Yes. I think we are going to start to see some of the capital investment paying off, Lucas and we expect to kind of get some of the efficiencies of these projects that we have been spending on. So that’s the reason for driving that down primarily. We did spend a lot this year on particular improvement projects, one was the portal that we’ve talked about and reducing overtime, but we’re starting to see that these projects really pay off, not just better equipment, utilization, but also incremental volume and lower cost.

Lucas Pipes

Analyst

Okay, that’s helpful. And you are spending a little bit more, as you noted in the prepared remarks in 2019. What’s the list of projects that you’re trying to tackle with additional capital? And could we be thinking about a similar return on those or as you kind of capture some low hanging fruits, the return maybe a little bit lower than what you saw on the 2018 capital spend? Thank you.

Walt Scheller

Analyst

Well, this is Walt. On the sustaining projects what we said is we have got more shafts this year than normal, so that’s accounting for some of that additional sustaining capital spend. The discretionary capital spend is the development of the future for Mine 4. We have always called that Cassidy, but I think we are now calling it [indiscernible]. So it’s really about the development of the mine towards that project and the beginning of sinking the shafts in that area that will be the mine life for Mine 4 for probably the next 20 years. So, on that project that’s really a several year project that will enable the continuation of long-term success in Mine 4 and the rest of the sustaining capital is pretty standard in some of the smaller discretionary capital projects. Yes, we hope to see some benefit from those, but we haven’t banked on that.

Lucas Pipes

Analyst

Very helpful. Thank you. And Mine #4 in north when do you plan to transition into that mining area and what’s roughly the capital spending for this new section?

Walt Scheller

Analyst

We have about 5 years of mining left in what we consider to be the kind of the eastern part of Mine 4. And when we need to have developed the area in Cassidy from now until that is completed, so we will actually be mining long-wall coal at that side of the mine side of the mine probably in 5 or 6 years, it could be a little earlier, but probably about that timeframe.

Lucas Pipes

Analyst

Perfect.
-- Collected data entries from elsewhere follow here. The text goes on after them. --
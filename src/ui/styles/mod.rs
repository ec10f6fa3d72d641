// SPDX-License-Identifier: MPL-2.0
//! Style fragments, named override slots, and their composition.
//!
//! Every visual region of the list and the player is drawn from a base
//! [`Style`] plus an optional caller override for the same [`StyleSlot`].
//! Fragments only carry the properties they set; [`compose`] folds an ordered
//! list of optional fragments so that later entries win field by field.
//!
//! ```
//! use iced_clips::ui::styles::{compose, Style};
//! use iced::Color;
//!
//! let base = Style { font_size: Some(16.0), text_color: Some(Color::WHITE), ..Style::EMPTY };
//! let caller = Style { text_color: Some(Color::BLACK), ..Style::EMPTY };
//!
//! let merged = compose([Some(&base), None, Some(&caller)]);
//! assert_eq!(merged.font_size, Some(16.0));
//! assert_eq!(merged.text_color, Some(Color::BLACK));
//! ```

pub mod button;
pub mod container;
pub mod slider;

use iced::widget::text;
use iced::{Background, Border, Color, Padding};
use serde::{Deserialize, Serialize};
use std::collections::HashMap;

/// Named regions that accept caller overrides.
#[derive(Debug, Clone, Copy, PartialEq, Eq, Hash, Serialize, Deserialize)]
#[serde(rename_all = "camelCase")]
pub enum StyleSlot {
    Container,
    Item,
    SelectedItem,
    VideoPreview,
    Title,
    SelectedText,
    Description,
    TagContainer,
    Tag,
    Video,
    Controls,
    Button,
    Slider,
    TimeText,
    TimeTextFullscreen,
}

/// A partial set of visual properties.
#[derive(Debug, Clone, Copy, PartialEq, Default, Serialize, Deserialize)]
#[serde(default, deny_unknown_fields)]
pub struct Style {
    #[serde(with = "hex_color", skip_serializing_if = "Option::is_none")]
    pub background: Option<Color>,
    #[serde(with = "hex_color", skip_serializing_if = "Option::is_none")]
    pub text_color: Option<Color>,
    /// Highlight color (slider fill and handle, active states).
    #[serde(with = "hex_color", skip_serializing_if = "Option::is_none")]
    pub accent: Option<Color>,
    #[serde(with = "hex_color", skip_serializing_if = "Option::is_none")]
    pub border_color: Option<Color>,
    #[serde(skip_serializing_if = "Option::is_none")]
    pub border_width: Option<f32>,
    #[serde(skip_serializing_if = "Option::is_none")]
    pub border_radius: Option<f32>,
    #[serde(skip_serializing_if = "Option::is_none")]
    pub padding: Option<f32>,
    /// Gap between children.
    #[serde(skip_serializing_if = "Option::is_none")]
    pub spacing: Option<f32>,
    #[serde(skip_serializing_if = "Option::is_none")]
    pub width: Option<f32>,
    #[serde(skip_serializing_if = "Option::is_none")]
    pub height: Option<f32>,
    #[serde(skip_serializing_if = "Option::is_none")]
    pub font_size: Option<f32>,
}

impl Style {
    /// Fragment that sets nothing; the base for struct-update syntax in consts.
    pub const EMPTY: Style = Style {
        background: None,
        text_color: None,
        accent: None,
        border_color: None,
        border_width: None,
        border_radius: None,
        padding: None,
        spacing: None,
        width: None,
        height: None,
        font_size: None,
    };

    /// Returns `self` with every property set in `over` replaced.
    #[must_use]
    pub fn merge(self, over: &Style) -> Style {
        Style {
            background: over.background.or(self.background),
            text_color: over.text_color.or(self.text_color),
            accent: over.accent.or(self.accent),
            border_color: over.border_color.or(self.border_color),
            border_width: over.border_width.or(self.border_width),
            border_radius: over.border_radius.or(self.border_radius),
            padding: over.padding.or(self.padding),
            spacing: over.spacing.or(self.spacing),
            width: over.width.or(self.width),
            height: over.height.or(self.height),
            font_size: over.font_size.or(self.font_size),
        }
    }

    #[must_use]
    pub fn is_empty(&self) -> bool {
        *self == Style::EMPTY
    }

    /// Border built from the border properties, zero-width when unset.
    #[must_use]
    pub fn border(&self) -> Border {
        Border {
            color: self.border_color.unwrap_or(Color::TRANSPARENT),
            width: self.border_width.unwrap_or(0.0),
            radius: self.border_radius.unwrap_or(0.0).into(),
        }
    }

    #[must_use]
    pub fn background(&self) -> Option<Background> {
        self.background.map(Background::Color)
    }

    #[must_use]
    pub fn padding(&self) -> Padding {
        Padding::new(self.padding.unwrap_or(0.0))
    }

    /// Text style for `text(..).style(..)`.
    #[must_use]
    pub fn text(&self) -> text::Style {
        text::Style {
            color: self.text_color,
        }
    }
}

/// Folds optional fragments in order; later fragments override earlier ones.
#[must_use]
pub fn compose<'a, I>(fragments: I) -> Style
where
    I: IntoIterator<Item = Option<&'a Style>>,
{
    fragments
        .into_iter()
        .flatten()
        .fold(Style::EMPTY, |merged, fragment| merged.merge(fragment))
}

/// Caller-supplied overrides keyed by slot.
#[derive(Debug, Clone, PartialEq, Default, Serialize, Deserialize)]
#[serde(transparent)]
pub struct StyleOverrides(HashMap<StyleSlot, Style>);

impl StyleOverrides {
    #[must_use]
    pub fn new() -> Self {
        Self::default()
    }

    /// Builder-style insert.
    #[must_use]
    pub fn with(mut self, slot: StyleSlot, style: Style) -> Self {
        self.0.insert(slot, style);
        self
    }

    #[must_use]
    pub fn get(&self, slot: StyleSlot) -> Option<&Style> {
        self.0.get(&slot)
    }

    #[must_use]
    pub fn is_empty(&self) -> bool {
        self.0.is_empty()
    }

    /// Base fragment followed by the override for `slot`.
    #[must_use]
    pub fn resolve(&self, slot: StyleSlot, base: &Style) -> Style {
        compose([Some(base), self.get(slot)])
    }
}

/// Parses `#rgb`, `#rrggbb` or `#rrggbbaa`.
#[must_use]
pub fn parse_hex_color(raw: &str) -> Option<Color> {
    let hex = raw.trim().strip_prefix('#')?;
    if !hex.is_ascii() {
        return None;
    }

    let channel = |s: &str| u8::from_str_radix(s, 16).ok();
    match hex.len() {
        3 => {
            let mut digits = hex.chars().map(|c| channel(&format!("{c}{c}")));
            let (r, g, b) = (digits.next()??, digits.next()??, digits.next()??);
            Some(Color::from_rgb8(r, g, b))
        }
        6 | 8 => {
            let r = channel(&hex[0..2])?;
            let g = channel(&hex[2..4])?;
            let b = channel(&hex[4..6])?;
            let a = if hex.len() == 8 {
                f32::from(channel(&hex[6..8])?) / 255.0
            } else {
                1.0
            };
            Some(Color::from_rgba8(r, g, b, a))
        }
        _ => None,
    }
}

/// Formats a color as `#rrggbb`, or `#rrggbbaa` when translucent.
#[must_use]
pub fn to_hex_color(color: Color) -> String {
    let [r, g, b, a] = color.into_rgba8();
    if a == u8::MAX {
        format!("#{r:02x}{g:02x}{b:02x}")
    } else {
        format!("#{r:02x}{g:02x}{b:02x}{a:02x}")
    }
}

mod hex_color {
    use iced::Color;
    use serde::{Deserialize, Deserializer, Serializer};

    pub fn serialize<S>(color: &Option<Color>, serializer: S) -> Result<S::Ok, S::Error>
    where
        S: Serializer,
    {
        match color {
            Some(color) => serializer.serialize_str(&super::to_hex_color(*color)),
            None => serializer.serialize_none(),
        }
    }

    pub fn deserialize<'de, D>(deserializer: D) -> Result<Option<Color>, D::Error>
    where
        D: Deserializer<'de>,
    {
        use serde::de::Error;

        let raw = Option::<String>::deserialize(deserializer)?;
        match raw {
            None => Ok(None),
            Some(raw) => super::parse_hex_color(&raw)
                .map(Some)
                .ok_or_else(|| D::Error::custom(format!("invalid color: {raw}"))),
        }
    }
}
// SPDX-License-Identifier: MPL-2.0
//! Light/dark theme selection.

use dark_light;
use iced::Theme;
use serde::{Deserialize, Serialize};

#[derive(Debug, Clone, Copy, PartialEq, Eq, Default, Serialize, Deserialize)]
#[serde(rename_all = "lowercase")]
pub enum ThemeMode {
    Light,
    Dark,
    #[default]
    System,
}

impl ThemeMode {
    /// Returns true if the effective theme is dark.
    /// For System mode, detects the actual system theme.
    #[must_use]
    pub fn is_dark(self) -> bool {
        match self {
            ThemeMode::Light => false,
            ThemeMode::Dark => true,
            ThemeMode::System => {
                // Detection errors fall back to dark.
                !matches!(dark_light::detect(), Ok(dark_light::Mode::Light))
            }
        }
    }

    /// Iced theme for this mode.
    #[must_use]
    pub fn to_theme(self) -> Theme {
        if self.is_dark() {
            Theme::Dark
        } else {
            Theme::Light
        }
    }
}
// SPDX-License-Identifier: MPL-2.0
//! Scrub bar style.

use super::Style;
use crate::ui::design_tokens::palette;
use iced::widget::slider;
use iced::{Background, Border, Color, Theme};

const RAIL_WIDTH: f32 = 4.0;
const HANDLE_RADIUS: f32 = 7.0;

/// Played part uses `accent`, remaining part uses `background`.
pub fn scrubber(style: Style) -> impl Fn(&Theme, slider::Status) -> slider::Style {
    move |_theme: &Theme, status: slider::Status| {
        let played = style.accent.unwrap_or(palette::ACCENT_500);
        let remaining = style.background.unwrap_or(palette::GRAY_300);
        let radius = match status {
            slider::Status::Hovered | slider::Status::Dragged => HANDLE_RADIUS + 1.0,
            slider::Status::Active => HANDLE_RADIUS,
        };

        slider::Style {
            rail: slider::Rail {
                backgrounds: (Background::Color(played), Background::Color(remaining)),
                width: RAIL_WIDTH,
                border: Border {
                    color: Color::TRANSPARENT,
                    width: 0.0,
                    radius: (RAIL_WIDTH / 2.0).into(),
                },
            },
            handle: slider::Handle {
                shape: slider::HandleShape::Circle { radius },
                background: Background::Color(played),
                border_width: 0.0,
                border_color: Color::TRANSPARENT,
            },
        }
    }
}

#[cfg(test)]
mod tests {
    use super::*;

    #[test]
    fn scrubber_defaults_to_accent_and_light_gray() {
        let resolved = scrubber(Style::EMPTY)(&Theme::Dark, slider::Status::Active);
        assert_eq!(
            resolved.rail.backgrounds.0,
            Background::Color(palette::ACCENT_500)
        );
        assert_eq!(
            resolved.rail.backgrounds.1,
            Background::Color(palette::GRAY_300)
        );
    }

    #[test]
    fn scrubber_handle_grows_while_dragged() {
        let style = scrubber(Style::EMPTY);
        let idle = style(&Theme::Dark, slider::Status::Active);
        let dragged = style(&Theme::Dark, slider::Status::Dragged);
        match (idle.handle.shape, dragged.handle.shape) {
            (
                slider::HandleShape::Circle { radius: a },
                slider::HandleShape::Circle { radius: b },
            ) => assert!(b > a),
            _ => panic!("expected circular handles"),
        }
    }
}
This is very helpful. I will leave it here and best of luck. Good job.

Walt Scheller

Analyst

Thank you.

Operator

Operator

[Operator Instructions] And at this time, it is showing no further questions. I would like to turn the conference call back over to Mr. Scheller for any closing comments.

Walt Scheller

Analyst

That concludes our call this afternoon. Thank you again for joining us today. We appreciate your interest in Warrior Met Coal.

Operator

Operator

Thank you. And that concludes today’s conference call. We thank you for participating. You may now disconnect.